Она передала ему подлинный чек Армана, индоссированный Жюльеном.
– Хорошо. Попозже я черкну словечко месье Пейра, если у вас, конечно, есть его адрес. Вы готовы? Нам пора отправляться в аэропорт в Ниццу, чтобы я прибыл вовремя и успел принять участие в брошюровке номера.
И, делая вид, что не замечает ее неподвижности и ее непослушания, он прошел в ванную, сгреб щетки, расчески и разные тюбики и уронил все это в ванну – единственное, в чем проявилось его напряжение. Эрик никогда ничему не позволял падать, никогда ничего не бил, никогда не натыкался на мебель, более того, никогда не обжигался о горячий картофель. В дополнение к этому, он никогда не проливал шампанское, когда откупоривал бутылку. И еще… Кларисса попыталась прекратить мысленный смотр его достоинств или, скорее, отсутствия недостатков. Верно, что Эрик напоминал негатив, что все, что он предпринимал, было обязательно направлено против кого-то, во вред кому-то. Проходя по комнате, он опрокинул кофейник, а Кларисса смотрела на себя в зеркало: вытянутая, бледная, некрасивая, как ей казалось, с этим дурацким тиком, от которого подергивается правый уголок рта и остановить который она не могла. Эта бледная женщина в зеркале была абсолютно неспособна говорить правду или бежать, спасаться от этого красивого, загорелого, решительного мужчины, который быстрыми шагами ходит мимо этого же самого зеркала, так что его отражение зачастую символически накладывается на ее.
– Эрик… – заговорила наконец женщина из зеркала дрожащим голосом. – Эрик, я собираюсь… Я больше не поеду с вами, я не вернусь в Париж. Полагаю, что мы бросаем друг друга… что я бросаю вас. Это очень печально, – добавила она в растерянности, – но иначе я поступить не могу.

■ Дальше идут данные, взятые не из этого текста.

//! Database handle — libsql connection wrapper and shared row helpers.

use std::path::Path;
use std::sync::Arc;

use chrono::{DateTime, Utc};
use libsql::{Connection, Database as LibSqlDatabase};
use tracing::info;

use crate::error::DatabaseError;
use crate::store::migrations;

/// Shared database handle.
///
/// Stores a single connection that is reused for all operations.
/// `libsql::Connection` is `Send + Sync` and safe for concurrent async use;
/// mutual exclusion for racing writers is delegated to the schema's
/// uniqueness constraints, not in-process locks.
pub struct Store {
    #[allow(dead_code)]
    db: Arc<LibSqlDatabase>,
    conn: Connection,
}

impl Store {
    /// Open (or create) a local database file and run migrations.
    pub async fn open(path: &Path) -> Result<Self, DatabaseError> {
        if let Some(parent) = path.parent() {
            std::fs::create_dir_all(parent).map_err(|e| {
                DatabaseError::Connection(format!("Failed to create database directory: {e}"))
            })?;
        }

        let db = libsql::Builder::new_local(path)
            .build()
            .await
            .map_err(|e| DatabaseError::Connection(format!("Failed to open database: {e}")))?;
        let conn = db
            .connect()
            .map_err(|e| DatabaseError::Connection(format!("Failed to create connection: {e}")))?;

        let store = Self { db: Arc::new(db), conn };
        migrations::run_migrations(store.conn()).await?;
        info!(path = %path.display(), "Database opened");
        Ok(store)
    }

    /// Create an in-memory database (for tests).
    pub async fn open_in_memory() -> Result<Self, DatabaseError> {
        let db = libsql::Builder::new_local(":memory:")
            .build()
            .await
            .map_err(|e| DatabaseError::Connection(format!("Failed to create in-memory database: {e}")))?;
        let conn = db
            .connect()
            .map_err(|e| DatabaseError::Connection(format!("Failed to create connection: {e}")))?;

        let store = Self { db: Arc::new(db), conn };
        migrations::run_migrations(store.conn()).await?;
        Ok(store)
    }

    /// Get the connection.
    pub(crate) fn conn(&self) -> &Connection {
        &self.conn
    }
}

// ── Row helpers ─────────────────────────────────────────────────────

/// Parse an RFC 3339 or SQLite datetime string into DateTime<Utc>.
pub(crate) fn parse_datetime(s: &str) -> DateTime<Utc> {
    if let Ok(dt) = DateTime::parse_from_rfc3339(s) {
        return dt.with_timezone(&Utc);
    }
    if let Ok(ndt) = chrono::NaiveDateTime::parse_from_str(s, "%Y-%m-%d %H:%M:%S%.f") {
        return ndt.and_utc();
    }
    if let Ok(ndt) = chrono::NaiveDateTime::parse_from_str(s, "%Y-%m-%d %H:%M:%S") {
        return ndt.and_utc();
    }
    DateTime::<Utc>::MIN_UTC
}

pub(crate) fn parse_optional_datetime(s: &Option<String>) -> Option<DateTime<Utc>> {
    s.as_ref().map(|s| parse_datetime(s))
}

/// Read a nullable TEXT column.
pub(crate) fn opt_text(row: &libsql::Row, idx: i32) -> Option<String> {
    match row.get_value(idx) {
        Ok(libsql::Value::Text(s)) => Some(s),
        _ => None,
    }
}

/// Read a nullable INTEGER column.
pub(crate) fn opt_integer(row: &libsql::Row, idx: i32) -> Option<i64> {
    match row.get_value(idx) {
        Ok(libsql::Value::Integer(n)) => Some(n),
        _ => None,
    }
}

/// Read a 0/1 INTEGER column as bool, defaulting on NULL.
pub(crate) fn flag(row: &libsql::Row, idx: i32, default: bool) -> bool {
    opt_integer(row, idx).map(|v| v != 0).unwrap_or(default)
}

/// Convert `Option<&str>` to a libsql param value.
pub(crate) fn text_param(s: Option<&str>) -> libsql::Value {
    match s {
        Some(s) => libsql::Value::Text(s.to_string()),
        None => libsql::Value::Null,
    }
}

/// Convert `Option<String>` to a libsql param value.
pub(crate) fn text_param_owned(s: Option<String>) -> libsql::Value {
    match s {
        Some(s) => libsql::Value::Text(s),
        None => libsql::Value::Null,
    }
}

/// Convert `Option<i64>` to a libsql param value.
pub(crate) fn int_param(n: Option<i64>) -> libsql::Value {
    match n {
        Some(n) => libsql::Value::Integer(n),
        None => libsql::Value::Null,
    }
}

pub(crate) fn query_err(e: libsql::Error) -> DatabaseError {
    DatabaseError::Query(e.to_string())
}

#[cfg(test)]
mod tests {
    use super::*;

    #[tokio::test]
    async fn open_in_memory() {
        let store = Store::open_in_memory().await.unwrap();
        let mut rows = store
            .conn()
            .query(
                "SELECT COUNT(*) FROM sqlite_master WHERE type='table' AND name='message_logs'",
                (),
            )
            .await
            .unwrap();
        let row = rows.next().await.unwrap().unwrap();
        let count: i64 = row.get(0).unwrap();
        assert_eq!(count, 1);
    }

    #[tokio::test]
    async fn open_creates_directory() {
        let tmp = tempfile::tempdir().unwrap();
        let db_path = tmp.path().join("nested").join("dir").join("test.db");
        let store = Store::open(&db_path).await.unwrap();
        assert!(db_path.exists());
        drop(store);
    }

    #[test]
    fn parse_datetime_accepts_both_forms() {
        assert_eq!(
            parse_datetime("2026-03-01T12:30:00Z").to_rfc3339(),
            "2026-03-01T12:30:00+00:00"
        );
        assert_eq!(
            parse_datetime("2026-03-01 12:30:00").to_rfc3339(),
            "2026-03-01T12:30:00+00:00"
        );
    }
}
impl OwnerType {
    pub fn as_str(&self) -> &'static str {
        match self {
            OwnerType::Staff => "staff",
            OwnerType::Agency => "agency",
        }
    }
}

/// Result of outbound number resolution. Transient; recomputed per send.
#[derive(Debug, Clone)]
pub struct OutboundResolution {
    pub number: PhoneNumber,
    pub assignment: Option<NumberAssignment>,
    pub owner_type: OwnerType,
}

/// Result of inbound route resolution. Transient; recomputed per webhook.
#[derive(Debug, Clone, Default)]
pub struct InboundRoute {
    pub number: Option<PhoneNumber>,
    pub assignment: Option<NumberAssignment>,
    pub owner_user: Option<User>,
    pub owner_type: Option<OwnerType>,
    /// Every staff member who should be notified. For shared numbers this
    /// can be several users; otherwise it mirrors the owner.
    pub eligible_user_ids: Vec<String>,
    pub agency_id: Option<String>,
    pub client: Option<Client>,
}

impl InboundRoute {
    pub fn client_id(&self) -> Option<&str> {
        self.client.as_ref().map(|c| c.id.as_str())
    }

    pub fn number_id(&self) -> Option<&str> {
        self.number.as_ref().map(|n| n.id.as_str())
    }
}

/// Resolve the number a staff member sends from.
///
/// Order, first match wins:
/// 1. an explicitly requested number, after access checks
/// 2. the caller's primary assignment, if its number is still usable
/// 3. the first active number of the target agency (from the client, or
///    the caller's own agency when no client is given)
///
/// Failures are [`RoutingError`] variants; callers must treat
/// [`RoutingError::NoNumberAvailable`] as a hard stop.
pub async fn resolve_outbound_number(
    store: &Store,
    user_id: &str,
    client_id: Option<&str>,
    requested_number_id: Option<&str>,
) -> Result<OutboundResolution, Error> {
    if let Some(number_id) = requested_number_id {
        return resolve_requested_number(store, user_id, number_id).await;
    }

    if let Some(primary) = store.find_primary_assignment(user_id).await? {
        if let Some(number) = store.find_number(&primary.number_id).await? {
            if number.is_usable() {
                return Ok(OutboundResolution {
                    number,
                    assignment: Some(primary),
                    owner_type: OwnerType::Staff,
                });
            }
        }
    }

    let agency_id = match client_id {
        Some(cid) => store.find_client(cid).await?.and_then(|c| c.agency_id),
        None => store.first_agency_id_for_user(user_id).await?,
    };
    if let Some(agency_id) = agency_id {
        if let Some(number) = store
            .list_active_agency_numbers(&agency_id)
            .await?
            .into_iter()
            .next()
        {
            return Ok(OutboundResolution {
                number,
                assignment: None,
                owner_type: OwnerType::Agency,
            });
        }
    }

    Err(RoutingError::NoNumberAvailable.into())
}

async fn resolve_requested_number(
    store: &Store,
    user_id: &str,
    number_id: &str,
) -> Result<OutboundResolution, Error> {
    let number = store
        .find_number(number_id)
        .await?
        .filter(PhoneNumber::is_usable)
        .ok_or(RoutingError::NumberUnavailable)?;

    let assignment = store.find_assignment_for_number(&number.id).await?;
    let eligible = store.list_eligible_user_ids(&number.id).await?;
    let user_in_pool = eligible.iter().any(|id| id == user_id);

    if let Some(holder) = &assignment {
        if holder.user_id != user_id && !user_in_pool {
            return Err(RoutingError::NumberNotAssigned.into());
        }
    } else if !user_in_pool && !store.user_has_agency(user_id, &number.agency_id).await? {
        return Err(RoutingError::NumberNotAccessible.into());
    }

    let owner_type = if assignment.is_some() || user_in_pool {
        OwnerType::Staff
    } else {
        OwnerType::Agency
    };
    Ok(OutboundResolution {
        number,
        assignment,
        owner_type,
    })
}
//! Notification persistence — in-app records, SMS attempt logs, and
//! agency-level category defaults.

use chrono::{DateTime, Utc};
use uuid::Uuid;

use crate::error::DatabaseError;
use crate::store::db::{Store, flag, opt_text, parse_datetime, query_err, text_param};

/// An in-app notification record. Created unconditionally before any
/// external fan-out is attempted.
#[derive(Debug, Clone)]
pub struct Notification {
    pub id: String,
    pub notification_type: String,
    pub severity: String,
    pub title: String,
    pub message: String,
    pub user_id: String,
    pub agency_id: Option<String>,
    pub related_entity_type: Option<String>,
    pub related_entity_id: Option<String>,
    pub created_at: DateTime<Utc>,
}

/// Fields for a new in-app notification.
#[derive(Debug, Clone, Default)]
pub struct NewNotification {
    pub notification_type: String,
    pub severity: String,
    pub title: String,
    pub message: String,
    pub user_id: String,
    pub agency_id: Option<String>,
    pub related_entity_type: Option<String>,
    pub related_entity_id: Option<String>,
}

/// One SMS dispatch attempt for a notification.
#[derive(Debug, Clone)]
pub struct NotificationSmsLog {
    pub id: String,
    pub user_id: String,
    pub to_number: String,
    pub from_number: String,
    pub body: String,
    pub status: String,
    pub error_message: Option<String>,
}

/// Agency-wide category defaults, optionally enforced over user choices.
#[derive(Debug, Clone)]
pub struct AgencyNotificationDefaults {
    pub defaults: serde_json::Value,
    pub enforce_defaults: bool,
}

impl Store {
    pub async fn insert_notification(&self, new: NewNotification) -> Result<Notification, DatabaseError> {
        let id = Uuid::new_v4().to_string();
        let now = Utc::now();
        self.conn()
            .execute(
                "INSERT INTO notifications
                   (id, type, severity, title, message, user_id, agency_id,
                    related_entity_type, related_entity_id, created_at)
                 VALUES (?1, ?2, ?3, ?4, ?5, ?6, ?7, ?8, ?9, ?10)",
                libsql::params![
                    id.clone(),
                    new.notification_type.as_str(),
                    new.severity.as_str(),
                    new.title.as_str(),
                    new.message.as_str(),
                    new.user_id.as_str(),
                    text_param(new.agency_id.as_deref()),
                    text_param(new.related_entity_type.as_deref()),
                    text_param(new.related_entity_id.as_deref()),
                    now.to_rfc3339()
                ],
            )
            .await
            .map_err(query_err)?;
        Ok(Notification {
            id,
            notification_type: new.notification_type,
            severity: new.severity,
            title: new.title,
            message: new.message,
            user_id: new.user_id,
            agency_id: new.agency_id,
            related_entity_type: new.related_entity_type,
            related_entity_id: new.related_entity_id,
            created_at: now,
        })
    }

    /// Notifications for a user, newest first.
    pub async fn list_notifications_for_user(
        &self,
        user_id: &str,
        limit: usize,
    ) -> Result<Vec<Notification>, DatabaseError> {
        let mut rows = self
            .conn()
            .query(
                "SELECT id, type, severity, title, message, user_id, agency_id,
                        related_entity_type, related_entity_id, created_at
                 FROM notifications WHERE user_id = ?1
                 ORDER BY created_at DESC LIMIT ?2",
                libsql::params![user_id, limit as i64],
            )
            .await
            .map_err(query_err)?;
        let mut out = Vec::new();
        while let Some(row) = rows.next().await.map_err(query_err)? {
            out.push(Notification {
                id: opt_text(&row, 0).unwrap_or_default(),
                notification_type: opt_text(&row, 1).unwrap_or_default(),
                severity: opt_text(&row, 2).unwrap_or_default(),
                title: opt_text(&row, 3).unwrap_or_default(),
                message: opt_text(&row, 4).unwrap_or_default(),
                user_id: opt_text(&row, 5).unwrap_or_default(),
                agency_id: opt_text(&row, 6),
                related_entity_type: opt_text(&row, 7),
                related_entity_id: opt_text(&row, 8),
                created_at: parse_datetime(&opt_text(&row, 9).unwrap_or_default()),
            });
        }
        Ok(out)
    }

    #[allow(clippy::too_many_arguments)]
    pub async fn insert_notification_sms_log(
        &self,
        user_id: &str,
        agency_id: Option<&str>,
        notification_id: Option<&str>,
        to_number: &str,
        from_number: &str,
        body: &str,
        status: &str,
        error_message: Option<&str>,
    ) -> Result<String, DatabaseError> {
        let id = Uuid::new_v4().to_string();
        self.conn()
            .execute(
                "INSERT INTO notification_sms_logs
                   (id, user_id, agency_id, notification_id, to_number, from_number,
                    body, status, error_message, created_at)
                 VALUES (?1, ?2, ?3, ?4, ?5, ?6, ?7, ?8, ?9, ?10)",
                libsql::params![
                    id.clone(),
                    user_id,
                    text_param(agency_id),
                    text_param(notification_id),
                    to_number,
                    from_number,
                    body,
                    status,
                    text_param(error_message),
                    Utc::now().to_rfc3339()
                ],
            )
            .await
            .map_err(query_err)?;
        Ok(id)
    }

    pub async fn update_notification_sms_log(
        &self,
        id: &str,
        status: &str,
        provider_message_id: Option<&str>,
        error_message: Option<&str>,
    ) -> Result<(), DatabaseError> {
        self.conn()
            .execute(
                "UPDATE notification_sms_logs
                 SET status = ?1,
                     provider_message_id = COALESCE(?2, provider_message_id),
                     error_message = ?3
                 WHERE id = ?4",
                libsql::params![status, text_param(provider_message_id), text_param(error_message), id],
            )
            .await
            .map_err(query_err)?;
        Ok(())
    }

    pub async fn list_notification_sms_logs(
        &self,
        user_id: &str,
    ) -> Result<Vec<NotificationSmsLog>, DatabaseError> {
        let mut rows = self
            .conn()
            .query(
                "SELECT id, user_id, to_number, from_number, body, status, error_message
                 FROM notification_sms_logs WHERE user_id = ?1 ORDER BY created_at",
                libsql::params![user_id],
            )
            .await
            .map_err(query_err)?;
        let mut out = Vec::new();
        while let Some(row) = rows.next().await.map_err(query_err)? {
            out.push(NotificationSmsLog {
                id: opt_text(&row, 0).unwrap_or_default(),
                user_id: opt_text(&row, 1).unwrap_or_default(),
                to_number: opt_text(&row, 2).unwrap_or_default(),
                from_number: opt_text(&row, 3).unwrap_or_default(),
                body: opt_text(&row, 4).unwrap_or_default(),
                status: opt_text(&row, 5).unwrap_or_default(),
                error_message: opt_text(&row, 6),
            });
        }
        Ok(out)
    }

    pub async fn agency_notification_defaults(
        &self,
        agency_id: &str,
    ) -> Result<Option<AgencyNotificationDefaults>, DatabaseError> {
        let mut rows = self
            .conn()
            .query(
                "SELECT defaults, enforce_defaults FROM agency_notification_defaults WHERE agency_id = ?1",
                libsql::params![agency_id],
            )
            .await
            .map_err(query_err)?;
        Ok(rows.next().await.map_err(query_err)?.and_then(|row| {
            let defaults = opt_text(&row, 0).and_then(|s| serde_json::from_str(&s).ok())?;
            Some(AgencyNotificationDefaults {
                defaults,
                enforce_defaults: flag(&row, 1, true),
            })
        }))
    }

    pub async fn set_agency_notification_defaults(
        &self,
        agency_id: &str,
        defaults: &serde_json::Value,
        enforce: bool,
    ) -> Result<(), DatabaseError> {
        self.conn()
            .execute(
                "INSERT INTO agency_notification_defaults (agency_id, defaults, enforce_defaults)
                 VALUES (?1, ?2, ?3)
                 ON CONFLICT (agency_id) DO UPDATE SET
                   defaults = excluded.defaults,
                   enforce_defaults = excluded.enforce_defaults",
                libsql::params![agency_id, defaults.to_string(), enforce as i64],
            )
            .await
            .map_err(query_err)?;
        Ok(())
    }
}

Эрик находился перед нею, и она видела, как он замер при первом же ее слове и остался недвижим, распределив вес тела на обе ноги, однако эта спортивная поза как-то не вязалась со смыслом произнесенных фраз. Она могла его видеть, не глядя на него: она видела, или представляла себе, или припоминала внимательное, замкнутое лицо, лицо человека, опьяненного своими успехами, опьяненного любовью к самому себе, сознанием правильности своих действий и выбранного им самим пути. Она его видела: с руками, вытянутыми вдоль тела, корпусом, слегка наклоненным вперед, с взглядом, обращенным к ней. Он несколько напоминал теннисиста. Голос его был совершенно спокоен, когда он заговорил:
– Вы хотите сказать, что вы отправляетесь с этим воришкой, обчищающим скобяные лавки, с этим недоделанным, с этим великовозрастным школьником, выгнанным из класса? Вы хотите сказать, что вы интересуетесь всем этим: игрой в покер по маленькой, скверными картинами и беговыми ипподромами? Этим примитивным человеком? И то вы, Кларисса?

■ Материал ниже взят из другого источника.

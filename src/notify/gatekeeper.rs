//! Channel gatekeeper — single source of truth for outbound delivery.
//!
//! Decides which channels (in-app / email / SMS) an event may use for a
//! user. In-app is a safety and audit floor and can never be disabled.
//! The decision is a pure function of the preferences, role, context, and
//! clock; it must be computed fresh for every dispatch since quiet-hours
//! state is time-dependent.

use chrono::{NaiveDateTime, Timelike};

use crate::error::DatabaseError;
use crate::store::{Store, UserPreferences};

/// Roles that default to SMS-enabled when no preferences row exists.
const EMPLOYEE_LIKE_ROLES: &[&str] = &[
    "staff",
    "clinician",
    "facilitator",
    "intern",
    "supervisor",
    "clinical_practice_assistant",
];

/// Event context influencing the decision.
#[derive(Debug, Clone, Default)]
pub struct DecisionContext {
    pub severity: Option<String>,
    pub is_urgent: bool,
    pub is_emergency_broadcast: bool,
    pub is_blocking_compliance: bool,
}

impl DecisionContext {
    pub fn urgent() -> Self {
        Self {
            is_urgent: true,
            ..Default::default()
        }
    }

    fn effective_urgency(&self) -> bool {
        self.is_urgent || self.severity.as_deref() == Some("urgent")
    }
}

/// The gatekeeper's verdict. `reason_codes` records why channels were
/// blocked or bypassed, for audit and tests.
#[derive(Debug, Clone)]
pub struct ChannelDecision {
    pub in_app: bool,
    pub email: bool,
    pub sms: bool,
    pub reason_codes: Vec<String>,
}

impl ChannelDecision {
    pub fn has_reason(&self, code: &str) -> bool {
        self.reason_codes.iter().any(|c| c == code)
    }
}

/// Default preferences for a user with no stored row.
pub fn default_preferences(role: &str) -> UserPreferences {
    UserPreferences {
        email_enabled: true,
        sms_enabled: EMPLOYEE_LIKE_ROLES.contains(&role),
        in_app_enabled: true,
        sms_use_own_number_for_reminders: true,
        sms_support_thread_mode: "respondable".to_string(),
        ..Default::default()
    }
}

/// Decide channels for a user, reading current preferences from the store.
pub async fn decide_channels(
    store: &Store,
    user_id: &str,
    context: &DecisionContext,
    now: NaiveDateTime,
) -> Result<ChannelDecision, DatabaseError> {
    let role = store
        .find_user(user_id)
        .await?
        .map(|u| u.role)
        .unwrap_or_else(|| "staff".to_string());
    let prefs = store
        .user_preferences(user_id)
        .await?
        .unwrap_or_else(|| default_preferences(&role));
    Ok(decide_channels_with(&prefs, context, now))
}

/// Pure decision given resolved preferences. Rules, in order:
/// 1. emergency broadcast / blocking compliance → all channels, bypass all
/// 2. quiet hours block external channels outside the working window,
///    lifted by urgency or the user's emergency-override preference
/// 3. final email/sms = toggle AND NOT blocked
pub fn decide_channels_with(
    prefs: &UserPreferences,
    context: &DecisionContext,
    now: NaiveDateTime,
) -> ChannelDecision {
    let mut reason_codes = Vec::new();

    if context.is_emergency_broadcast {
        reason_codes.push("bypass_emergency_broadcast".to_string());
        return ChannelDecision {
            in_app: true,
            email: true,
            sms: true,
            reason_codes,
        };
    }
    if context.is_blocking_compliance {
        reason_codes.push("bypass_blocking_compliance".to_string());
        return ChannelDecision {
            in_app: true,
            email: true,
            sms: true,
            reason_codes,
        };
    }

    let mut quiet_hours_blocks = false;
    if prefs.quiet_hours_enabled {
        let allowed_days = parse_allowed_days(prefs.quiet_hours_allowed_days.as_deref());
        let start = parse_time_minutes(prefs.quiet_hours_start_time.as_deref());
        let end = parse_time_minutes(prefs.quiet_hours_end_time.as_deref());
        quiet_hours_blocks = !inside_working_window(now, allowed_days.as_deref(), start, end);
        if quiet_hours_blocks {
            reason_codes.push("quiet_hours_outside_window".to_string());
        }
    }

    if quiet_hours_blocks && (context.effective_urgency() || prefs.emergency_override) {
        quiet_hours_blocks = false;
        reason_codes.push(
            if context.effective_urgency() {
                "quiet_hours_bypass_urgent"
            } else {
                "quiet_hours_bypass_emergency_override"
            }
            .to_string(),
        );
    }

    let email = prefs.email_enabled && !quiet_hours_blocks;
    let sms = prefs.sms_enabled && !quiet_hours_blocks;

    if !prefs.email_enabled {
        reason_codes.push("email_disabled".to_string());
    }
    if !prefs.sms_enabled {
        reason_codes.push("sms_disabled".to_string());
    }
    if !quiet_hours_blocks {
        reason_codes.push("within_delivery_window".to_string());
    }

    ChannelDecision {
        in_app: true,
        email,
        sms,
        reason_codes,
    }
}

fn parse_allowed_days(raw: Option<&str>) -> Option<Vec<String>> {
    let raw = raw?;
    serde_json::from_str::<Vec<String>>(raw).ok()
}

/// Parse "HH:MM" or "HH:MM:SS" into minutes from midnight.
fn parse_time_minutes(raw: Option<&str>) -> Option<u32> {
    let raw = raw?;
    let mut parts = raw.split(':');
    let hours: u32 = parts.next()?.trim().parse().ok()?;
    let minutes: u32 = parts.next()?.trim().parse().ok()?;
    if hours > 23 || minutes > 59 {
        return None;
    }
    Some(hours * 60 + minutes)
}

/// Whether `now` falls inside the configured working window.
///
/// A window missing days or times is treated as always-inside (no
/// quiet-hours restriction). `start > end` is an overnight window
/// (e.g. 22:00–06:00).
fn inside_working_window(
    now: NaiveDateTime,
    allowed_days: Option<&[String]>,
    start_minutes: Option<u32>,
    end_minutes: Option<u32>,
) -> bool {
    let Some(days) = allowed_days.filter(|d| !d.is_empty()) else {
        return true;
    };
    let (Some(start), Some(end)) = (start_minutes, end_minutes) else {
        return true;
    };

    let day_name = now.format("%A").to_string();
    if !days.iter().any(|d| d == &day_name) {
        return false;
    }

    let now_minutes = now.hour() * 60 + now.minute();
    if start <= end {
        now_minutes >= start && now_minutes < end
    } else {
        now_minutes >= start || now_minutes < end
    }
}
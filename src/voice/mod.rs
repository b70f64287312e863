//! Voice call bridging state machine and the signed bridge token that
//! protects the outbound bridge step.

pub mod controller;
pub mod token;

pub use controller::{StartCallError, VoiceCallController};
pub use token::{BridgeClaims, TokenSigner};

– Это я, Кларисса, – повторила она мечтательно, стоя позади него. – Вы великолепно знаете, что я алкоголичка, испорченная, безразличная и глупая. И бесцветная, – добавила она с гордостью и глубочайшей радостью, и эта гордость и радость наконец убедили Эрика, что она от него свободна.

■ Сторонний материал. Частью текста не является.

/// A stalled inbound thread candidate returned by the sweep query.
#[derive(Debug, Clone)]
pub struct StaleInboundThread {
    pub log_id: String,
    pub agency_id: Option<String>,
    pub user_id: String,
    pub client_id: String,
    pub body: String,
    pub from_number: String,
    pub to_number: String,
    pub created_at: DateTime<Utc>,
    pub client_initials: Option<String>,
}

const MESSAGE_COLUMNS: &str = "id, agency_id, number_id, user_id, assigned_user_id, owner_type, client_id, direction, body, from_number, to_number, provider_message_id, delivery_status, metadata, created_at";

fn row_to_message(row: &libsql::Row) -> MessageLog {
    MessageLog {
        id: opt_text(row, 0).unwrap_or_default(),
        agency_id: opt_text(row, 1),
        number_id: opt_text(row, 2),
        user_id: opt_text(row, 3),
        assigned_user_id: opt_text(row, 4),
        owner_type: opt_text(row, 5),
        client_id: opt_text(row, 6),
        direction: Direction::from_str(&opt_text(row, 7).unwrap_or_default()),
        body: opt_text(row, 8).unwrap_or_default(),
        from_number: opt_text(row, 9).unwrap_or_default(),
        to_number: opt_text(row, 10).unwrap_or_default(),
        provider_message_id: opt_text(row, 11),
        delivery_status: DeliveryStatus::from_str(&opt_text(row, 12).unwrap_or_default()),
        metadata: opt_text(row, 13).and_then(|s| serde_json::from_str(&s).ok()),
        created_at: parse_datetime(&opt_text(row, 14).unwrap_or_default()),
    }
}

Это была та самая интонация, что вылетела из уст его шофера, когда он его уволил три месяца назад: интонация знаменитого философа, знаменитого писателя, еще недавно сотрудничавшего с «Форумом» и еще до отпуска навсегда пославшего журнал к черту в ответ на простенькое замечание Эрика по поводу его статьи. И у этих троих, при всем различии в интеллекте, образовании, положении, он слышал этот диез, этот тон, эту радость, когда ему говорили: «Прощай!» Главное, что он хотел услышать, это то, что им стыдно. И сама мысль о том, что он уже не способен заставить их стыдиться, лишить их уверенности, Клариссу и двух других, была для него до того тягостна, ибо была равносильна свидетельским показаниям против него, что он зашатался и сам покраснел от стыда и от собственной беспомощности.